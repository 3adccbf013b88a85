//! Integration tests for `rulebridge condense`.
#![allow(clippy::expect_used)]

use std::io::Write as _;
use std::path::PathBuf;
use std::process::{Command, Stdio};

use rulebridge_core::parse_report;

/// Path to the compiled `rulebridge` binary.
fn rulebridge_bin() -> PathBuf {
    let mut path = std::env::current_exe().expect("current exe");
    path.pop();
    if path.ends_with("deps") {
        path.pop();
    }
    path.push("rulebridge");
    path
}

/// Path to a shared fixture file.
fn fixture(name: &str) -> PathBuf {
    let mut path = PathBuf::from(env!("CARGO_MANIFEST_DIR"));
    path.push("../../tests/fixtures");
    path.push(name);
    path
}

#[test]
fn condense_fixture_collapses_shared_location() {
    let out = Command::new(rulebridge_bin())
        .arg("condense")
        .arg(fixture("basic-report.xml"))
        .output()
        .expect("run rulebridge condense");
    assert_eq!(
        out.status.code(),
        Some(0),
        "stderr: {}",
        String::from_utf8_lossy(&out.stderr)
    );

    let report = parse_report(&String::from_utf8_lossy(&out.stdout)).expect("parse");
    assert_eq!(report.defect_count(), 3);
    let parser = &report.rules[0].targets[0].defects[0];
    assert_eq!(
        parser.description,
        "Method has 12 branches.\nMethod is 140 logical instructions long."
    );
}

#[test]
fn condense_output_is_stable_when_repeated() {
    let first = Command::new(rulebridge_bin())
        .arg("condense")
        .arg(fixture("basic-report.xml"))
        .output()
        .expect("run rulebridge condense");

    let mut child = Command::new(rulebridge_bin())
        .args(["condense", "-"])
        .stdin(Stdio::piped())
        .stdout(Stdio::piped())
        .spawn()
        .expect("spawn rulebridge condense");
    child
        .stdin
        .take()
        .expect("stdin")
        .write_all(&first.stdout)
        .expect("write stdin");
    let second = child.wait_with_output().expect("wait");
    assert_eq!(second.status.code(), Some(0));

    assert_eq!(
        parse_report(&String::from_utf8_lossy(&first.stdout)).expect("parse first"),
        parse_report(&String::from_utf8_lossy(&second.stdout)).expect("parse second")
    );
}

#[test]
fn condense_output_flag_writes_file() {
    let dir = tempfile::tempdir().expect("temp dir");
    let output = dir.path().join("condensed.xml");
    let out = Command::new(rulebridge_bin())
        .arg("condense")
        .arg(fixture("clean-report.xml"))
        .arg("-o")
        .arg(&output)
        .output()
        .expect("run rulebridge condense");
    assert_eq!(out.status.code(), Some(0));
    let text = std::fs::read_to_string(&output).expect("read output");
    assert!(parse_report(&text).expect("parse").is_clean());
}

#[test]
fn condense_missing_file_exits_2() {
    let out = Command::new(rulebridge_bin())
        .args(["condense", "/nonexistent/rulebridge/report.xml"])
        .output()
        .expect("run rulebridge condense");
    assert_eq!(out.status.code(), Some(2));
    assert!(String::from_utf8_lossy(&out.stderr).contains("file not found"));
}

#[test]
fn condense_truncated_report_exits_2() {
    let out = Command::new(rulebridge_bin())
        .arg("condense")
        .arg(fixture("truncated-report.xml"))
        .output()
        .expect("run rulebridge condense");
    assert_eq!(out.status.code(), Some(2));
    assert!(String::from_utf8_lossy(&out.stderr).contains("malformed report"));
}
//! Report writer: [`Report`] back to the XML format read by [`crate::parse`].
//!
//! Output starts with an XML declaration and is indented with two spaces.
//! Optional attributes are written only when present, so writing a parsed
//! report and parsing the result again yields an equal [`Report`].
use quick_xml::Writer;
use quick_xml::events::{BytesDecl, BytesEnd, BytesStart, BytesText, Event};

use crate::error::ReportError;
use crate::model::{Defect, FileEntry, Report, Rule, RuleInfo, Target};
use crate::parse::{attrs, names};

type XmlWriter = Writer<Vec<u8>>;

/// Serializes `report` to an XML string.
///
/// # Errors
///
/// Returns [`ReportError::Write`] if the underlying writer fails.
pub fn write_report(report: &Report) -> Result<String, ReportError> {
    let mut w = Writer::new_with_indent(Vec::new(), b' ', 2);

    emit(
        &mut w,
        Event::Decl(BytesDecl::new("1.0", Some("utf-8"), None)),
    )?;

    let mut root = BytesStart::new(report.root.name.as_str());
    for (key, value) in &report.root.attributes {
        root.push_attribute((key.as_str(), value.as_str()));
    }
    emit(&mut w, Event::Start(root))?;

    write_section(&mut w, names::FILES, &report.files, write_file_entry)?;
    write_section(&mut w, names::RULES, &report.rule_index, write_rule_info)?;
    write_section(&mut w, names::RESULTS, &report.rules, write_rule)?;

    emit(&mut w, Event::End(BytesEnd::new(report.root.name.as_str())))?;

    let bytes = w.into_inner();
    let mut out = String::from_utf8(bytes).map_err(|e| ReportError::Write {
        detail: e.to_string(),
    })?;
    out.push('\n');
    Ok(out)
}

/// Writes `<name>` followed by each item and `</name>`, or `<name/>` when
/// there are no items.
fn write_section<T>(
    w: &mut XmlWriter,
    name: &str,
    items: &[T],
    write_item: fn(&mut XmlWriter, &T) -> Result<(), ReportError>,
) -> Result<(), ReportError> {
    if items.is_empty() {
        return emit(w, Event::Empty(BytesStart::new(name)));
    }
    emit(w, Event::Start(BytesStart::new(name)))?;
    for item in items {
        write_item(w, item)?;
    }
    emit(w, Event::End(BytesEnd::new(name)))
}

fn write_file_entry(w: &mut XmlWriter, file: &FileEntry) -> Result<(), ReportError> {
    let mut start = BytesStart::new(names::FILE);
    start.push_attribute((attrs::NAME, file.path.as_str()));
    text_element(w, start, names::FILE, &file.assembly)
}

fn write_rule_info(w: &mut XmlWriter, info: &RuleInfo) -> Result<(), ReportError> {
    let mut start = BytesStart::new(names::RULE);
    start.push_attribute((attrs::NAME, info.name.as_str()));
    push_optional(&mut start, attrs::TYPE, info.kind.as_deref());
    push_optional(&mut start, attrs::URI, info.uri.as_deref());
    text_element(w, start, names::RULE, &info.full_name)
}

fn write_rule(w: &mut XmlWriter, rule: &Rule) -> Result<(), ReportError> {
    let mut start = BytesStart::new(names::RULE);
    start.push_attribute((attrs::NAME, rule.name.as_str()));
    push_optional(&mut start, attrs::URI, rule.uri.as_deref());
    emit(w, Event::Start(start))?;

    text_element(w, BytesStart::new(names::PROBLEM), names::PROBLEM, &rule.problem)?;
    text_element(w, BytesStart::new(names::SOLUTION), names::SOLUTION, &rule.solution)?;
    for target in &rule.targets {
        write_target(w, target)?;
    }

    emit(w, Event::End(BytesEnd::new(names::RULE)))
}

fn write_target(w: &mut XmlWriter, target: &Target) -> Result<(), ReportError> {
    let mut start = BytesStart::new(names::TARGET);
    start.push_attribute((attrs::NAME, target.name.as_str()));
    push_optional(&mut start, attrs::ASSEMBLY, target.assembly.as_deref());

    if target.defects.is_empty() {
        return emit(w, Event::Empty(start));
    }

    emit(w, Event::Start(start))?;
    for defect in &target.defects {
        write_defect(w, defect)?;
    }
    emit(w, Event::End(BytesEnd::new(names::TARGET)))
}

fn write_defect(w: &mut XmlWriter, defect: &Defect) -> Result<(), ReportError> {
    let mut start = BytesStart::new(names::DEFECT);
    push_optional(&mut start, attrs::SEVERITY, defect.severity.as_deref());
    push_optional(&mut start, attrs::CONFIDENCE, defect.confidence.as_deref());
    push_optional(&mut start, attrs::LOCATION, defect.location.as_deref());
    start.push_attribute((attrs::SOURCE, defect.source.as_str()));
    text_element(w, start, names::DEFECT, &defect.description)
}

/// Writes `start`, the escaped `text`, and the matching end tag. Empty text
/// produces a self-closing element.
fn text_element(
    w: &mut XmlWriter,
    start: BytesStart<'_>,
    name: &str,
    text: &str,
) -> Result<(), ReportError> {
    if text.is_empty() {
        return emit(w, Event::Empty(start));
    }
    emit(w, Event::Start(start))?;
    emit(w, Event::Text(BytesText::new(text)))?;
    emit(w, Event::End(BytesEnd::new(name)))
}

fn push_optional(start: &mut BytesStart<'_>, key: &str, value: Option<&str>) {
    if let Some(value) = value {
        start.push_attribute((key, value));
    }
}

fn emit(w: &mut XmlWriter, event: Event<'_>) -> Result<(), ReportError> {
    w.write_event(event).map_err(|e| ReportError::Write {
        detail: e.to_string(),
    })
}

#[cfg(test)]
mod tests {
    #![allow(clippy::expect_used)]

    use super::*;
    use crate::model::RootInfo;
    use crate::parse::parse_report;

    fn sample() -> Report {
        Report {
            root: RootInfo {
                name: "analysis-output".to_owned(),
                attributes: vec![("date".to_owned(), "2026-03-01".to_owned())],
            },
            files: vec![FileEntry {
                path: "bin/Foo.dll".to_owned(),
                assembly: "Foo".to_owned(),
            }],
            rule_index: vec![RuleInfo {
                name: "R1".to_owned(),
                kind: Some("Type".to_owned()),
                uri: None,
                full_name: "Ns.R1".to_owned(),
            }],
            rules: vec![Rule {
                name: "R1".to_owned(),
                uri: Some("https://example.org/R1".to_owned()),
                problem: "Types & <generics> misuse".to_owned(),
                solution: "Use \"quotes\"".to_owned(),
                targets: vec![
                    Target {
                        name: "Foo".to_owned(),
                        assembly: Some("Foo".to_owned()),
                        defects: vec![Defect {
                            severity: Some("Low".to_owned()),
                            confidence: None,
                            location: None,
                            source: "a.cs(≈3)".to_owned(),
                            description: "first\nsecond".to_owned(),
                        }],
                    },
                    Target {
                        name: "Empty".to_owned(),
                        assembly: None,
                        defects: Vec::new(),
                    },
                ],
            }],
        }
    }

    #[test]
    fn written_report_parses_back_to_equal_value() {
        let report = sample();
        let xml = write_report(&report).expect("write");
        let back = parse_report(&xml).expect("re-parse");
        assert_eq!(back, report);
    }

    #[test]
    fn output_has_declaration_and_root() {
        let xml = write_report(&sample()).expect("write");
        assert!(xml.starts_with("<?xml version=\"1.0\" encoding=\"utf-8\"?>"));
        assert!(xml.contains("<analysis-output date=\"2026-03-01\">"));
        assert!(xml.trim_end().ends_with("</analysis-output>"));
    }

    #[test]
    fn special_characters_are_escaped() {
        let xml = write_report(&sample()).expect("write");
        assert!(xml.contains("Types &amp; &lt;generics&gt; misuse"), "{xml}");
    }

    #[test]
    fn empty_report_writes_empty_sections() {
        let xml = write_report(&Report::new()).expect("write");
        assert!(xml.contains("<results/>"), "{xml}");
        let back = parse_report(&xml).expect("re-parse");
        assert_eq!(back, Report::new());
    }
}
______
Work task> Copy out each line of the records that holds the string "first".

Written solution>
    let first = Command::new(rulebridge_bin())
        .write_all(&first.stdout)
        parse_report(&String::from_utf8_lossy(&first.stdout)).expect("parse first"),
                            description: "first\nsecond".to_owned(),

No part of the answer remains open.